YOUR ASSIGNMENT
Each line of the records below that contains "detectedLanguage" needs to be copied.

Collected data entries
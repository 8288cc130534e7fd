//! Mock latest-release endpoint for testing

use serde_json::json;
use wiremock::{
    matchers::{method, path},
    Mock, MockServer, ResponseTemplate,
};

pub const RELEASE_PATH: &str = "/repos/OxideMod/Oxide.Rust/releases/latest";

pub struct MockReleaseFeed {
    pub server: MockServer,
}

impl MockReleaseFeed {
    pub async fn start() -> Self {
        let server = MockServer::start().await;
        Self { server }
    }

    pub fn url(&self) -> String {
        format!("{}{}", self.server.uri(), RELEASE_PATH)
    }

    /// Mock the latest release as published at `published_at` (RFC 3339)
    pub async fn mock_published_at(&self, published_at: &str) {
        Mock::given(method("GET"))
            .and(path(RELEASE_PATH))
            .respond_with(ResponseTemplate::new(200).set_body_json(json!({
                "tag_name": "2.0.6000",
                "published_at": published_at
            })))
            .mount(&self.server)
            .await;
    }

    /// Mock an error response for every check
    pub async fn mock_failure(&self, status: u16) {
        Mock::given(method("GET"))
            .and(path(RELEASE_PATH))
            .respond_with(ResponseTemplate::new(status).set_body_string("rate limited"))
            .mount(&self.server)
            .await;
    }

    pub async fn check_count(&self) -> usize {
        self.server
            .received_requests()
            .await
            .map(|requests| requests.len())
            .unwrap_or(0)
    }
}
#[cfg(test)]
mod tests {
	use super::*;

	#[test]
	fn numbers_print_like_javascript() {
		assert_eq!(format_number(2.0), "2");
		assert_eq!(format_number(0.95), "0.95");
		assert_eq!(format_number(-0.0), "0");
		assert_eq!(format_number(f64::NAN), "NaN");
		assert_eq!(format_number(f64::NEG_INFINITY), "-Infinity");
		assert_eq!(format_number(1e20), "100000000000000000000");
		assert_eq!(format_number(-12345678901234567890.0), "-12345678901234567000");
		assert_eq!(format_number(1e21), "1e+21");
		assert_eq!(format_number(1.5e-7), "1.5e-7");
	}

	#[test]
	fn loose_equality_coerces_primitives() {
		assert!(Value::Number(1.0).loose_equals(&Value::string("1")));
		assert!(Value::Null.loose_equals(&Value::Undefined));
		assert!(!Value::Null.loose_equals(&Value::Number(0.0)));
		assert!(!Value::Number(1.0).strict_equals(&Value::string("1")));
	}

	#[test]
	fn arrays_compare_by_identity() {
		let a = Value::array(vec![Value::Number(1.0)]);
		let b = Value::array(vec![Value::Number(1.0)]);
		assert_eq!(a, a.clone());
		assert_ne!(a, b);
	}

	#[test]
	fn inspect_renders_nested_structures() {
		let results = Value::array(vec![Value::object([
			("detectedLanguage", Value::string("fr")),
			("confidence", Value::Number(0.95)),
		])]);
		assert_eq!(results.inspect(), "[ { detectedLanguage: 'fr', confidence: 0.95 } ]");
		assert_eq!(Value::string("plain").inspect(), "plain");
		assert_eq!(Value::error("TypeError", "nope").inspect(), "TypeError: nope");
	}

	#[test]
	fn error_message_prefers_the_message_property() {
		assert_eq!(Value::error("Error", "boom").error_message(), "boom");
		assert_eq!(Value::Number(42.0).error_message(), "42");
	}

	#[test]
	fn json_round_trip_keeps_shape() {
		let json: serde_json::Value = serde_json::json!({ "a": [1, 2.5, "x"], "b": null });
		let value = Value::from_json(&json);
		assert_eq!(value.to_json(), Some(json));
	}

	#[test]
	fn has_method_sees_function_members() {
		let detector = Value::instance("LanguageDetector", [("detect", Value::native("detect", |_, _| Ok(Value::Undefined)))]);
		assert!(detector.has_method("detect"));
		assert!(!detector.has_method("translate"));
		assert_eq!(detector.type_of(), "object");
	}

	#[test]
	fn resolved_promise_adopts_existing_promise() {
		let inner = Promise::resolved(Value::Number(1.0));
		let outer = Promise::resolved(Value::Promise(inner.clone()));
		assert!(outer.ptr_eq(&inner));
		assert_eq!(futures::executor::block_on(outer.settle()), Ok(Value::Number(1.0)));
	}
}
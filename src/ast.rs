use std::rc::Rc;

#[derive(Debug, Clone, PartialEq)]
pub struct Program {
	pub body: Vec<Statement>,
}

#[derive(Debug, Clone, PartialEq)]
pub struct Block {
	pub statements: Vec<Statement>,
}

#[derive(Debug, Clone, PartialEq)]
pub enum Statement {
	Block(Block),
	Expression(Expression),
	VariableDeclaration(VariableDeclaration),
	Function(Rc<FunctionDef>),
	If(IfStatement),
	While(WhileStatement),
	For(ForStatement),
	ForOf(ForOfStatement),
	Break,
	Continue,
	Return(Option<Expression>),
	Throw(Expression),
	Try(TryStatement),
	Empty,
}

#[derive(Debug, Clone, Copy, PartialEq, Eq)]
pub enum DeclKind {
	Const,
	Let,
	Var,
}

#[derive(Debug, Clone, PartialEq)]
pub struct VariableDeclaration {
	pub kind: DeclKind,
	pub declarators: Vec<Declarator>,
}

#[derive(Debug, Clone, PartialEq)]
pub struct Declarator {
	pub target: Pattern,
	pub init: Option<Expression>,
}

/// Binding target of a declaration or `for ... of` head.
#[derive(Debug, Clone, PartialEq)]
pub enum Pattern {
	Identifier(String),
	/// `[a, , b]`; holes are `None`.
	Array(Vec<Option<String>>),
	/// `{ a, b }` shorthand destructuring only.
	Object(Vec<String>),
}

impl Pattern {
	pub fn names(&self) -> Vec<&str> {
		match self {
			Pattern::Identifier(name) => vec![name.as_str()],
			Pattern::Array(slots) => slots.iter().flatten().map(String::as_str).collect(),
			Pattern::Object(keys) => keys.iter().map(String::as_str).collect(),
		}
	}
}

#[derive(Debug, Clone, PartialEq)]
pub struct FunctionDef {
	pub name: Option<String>,
	pub params: Vec<String>,
	pub body: FunctionBody,
	pub is_async: bool,
	pub is_arrow: bool,
}

#[derive(Debug, Clone, PartialEq)]
pub enum FunctionBody {
	Block(Block),
	Expression(Box<Expression>),
}

#[derive(Debug, Clone, PartialEq)]
pub struct IfStatement {
	pub condition: Expression,
	pub then_branch: Box<Statement>,
	pub else_branch: Option<Box<Statement>>,
}

#[derive(Debug, Clone, PartialEq)]
pub struct WhileStatement {
	pub condition: Expression,
	pub body: Box<Statement>,
}

#[derive(Debug, Clone, PartialEq)]
pub struct ForStatement {
	pub init: Option<ForInit>,
	pub test: Option<Expression>,
	pub update: Option<Expression>,
	pub body: Box<Statement>,
}

#[derive(Debug, Clone, PartialEq)]
pub enum ForInit {
	Declaration(VariableDeclaration),
	Expression(Expression),
}

#[derive(Debug, Clone, PartialEq)]
pub struct ForOfStatement {
	pub kind: DeclKind,
	pub target: Pattern,
	pub iterable: Expression,
	pub body: Box<Statement>,
	pub is_await: bool,
}

#[derive(Debug, Clone, PartialEq)]
pub struct TryStatement {
	pub block: Block,
	pub handler: Option<CatchClause>,
	pub finalizer: Option<Block>,
}

#[derive(Debug, Clone, PartialEq)]
pub struct CatchClause {
	pub param: Option<String>,
	pub body: Block,
}

#[derive(Debug, Clone, PartialEq)]
pub enum Expression {
	Assignment(Box<Expression>, AssignOp, Box<Expression>),
	Conditional(Box<Expression>, Box<Expression>, Box<Expression>),
	Nullish(Box<Expression>, Box<Expression>),
	LogicalOr(Box<Expression>, Box<Expression>),
	LogicalAnd(Box<Expression>, Box<Expression>),
	Equality(Box<Expression>, EqualityOp, Box<Expression>),
	Comparison(Box<Expression>, ComparisonOp, Box<Expression>),
	Term(Box<Expression>, TermOp, Box<Expression>),
	Factor(Box<Expression>, FactorOp, Box<Expression>),
	Unary(UnaryOp, Box<Expression>),
	Update(UpdateOp, bool, Box<Expression>), // op, is_prefix, target
	Call(Box<Expression>, Vec<Expression>),
	Member(Box<Expression>, String, bool), // object, property, optional chaining
	Index(Box<Expression>, Box<Expression>),
	New(Box<Expression>, Vec<Expression>),
	Function(Rc<FunctionDef>),
	Primary(Primary),
}

#[derive(Debug, Clone, Copy, PartialEq, Eq)]
pub enum AssignOp {
	Assign,
	Add,
	Subtract,
	Multiply,
	Divide,
	Remainder,
	Nullish,
}

#[derive(Debug, Clone, Copy, PartialEq, Eq)]
pub enum EqualityOp {
	Equal,
	NotEqual,
	StrictEqual,
	StrictNotEqual,
}

#[derive(Debug, Clone, Copy, PartialEq, Eq)]
pub enum ComparisonOp {
	Less,
	Greater,
	LessEqual,
	GreaterEqual,
	In,
	InstanceOf,
}

#[derive(Debug, Clone, Copy, PartialEq, Eq)]
pub enum TermOp {
	Add,
	Subtract,
}

#[derive(Debug, Clone, Copy, PartialEq, Eq)]
pub enum FactorOp {
	Multiply,
	Divide,
	Remainder,
}

#[derive(Debug, Clone, Copy, PartialEq, Eq)]
pub enum UnaryOp {
	Not,
	Negate,
	Plus,
	TypeOf,
	Await,
	Void,
}

#[derive(Debug, Clone, Copy, PartialEq, Eq)]
pub enum UpdateOp {
	Increment,
	Decrement,
}

#[derive(Debug, Clone, PartialEq)]
pub enum Primary {
	Number(f64),
	String(String),
	Template(Vec<TemplatePart>),
	Bool(bool),
	Null,
	Identifier(String),
	Array(Vec<Expression>),
	Object(Vec<(String, Expression)>),
	Parenthesized(Box<Expression>),
}

#[derive(Debug, Clone, PartialEq)]
pub enum TemplatePart {
	Text(String),
	Expression(Expression),
}

impl Expression {
	/// Source-like rendering of a callee, used in `... is not a function` messages.
	pub fn describe(&self) -> String {
		match self {
			Expression::Primary(Primary::Identifier(name)) => name.clone(),
			Expression::Primary(Primary::Parenthesized(inner)) => inner.describe(),
			Expression::Member(object, property, optional) => {
				let dot = if *optional { "?." } else { "." };
				format!("{}{}{}", object.describe(), dot, property)
			},
			Expression::Index(object, _) => format!("{}[...]", object.describe()),
			Expression::Call(callee, _) => format!("{}(...)", callee.describe()),
			_ => "expression".to_string(),
		}
	}
}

PROBLEM SOLUTION
			("detectedLanguage", Value::string("fr")),
		assert_eq!(results.inspect(), "[ { detectedLanguage: 'fr', confidence: 0.95 } ]");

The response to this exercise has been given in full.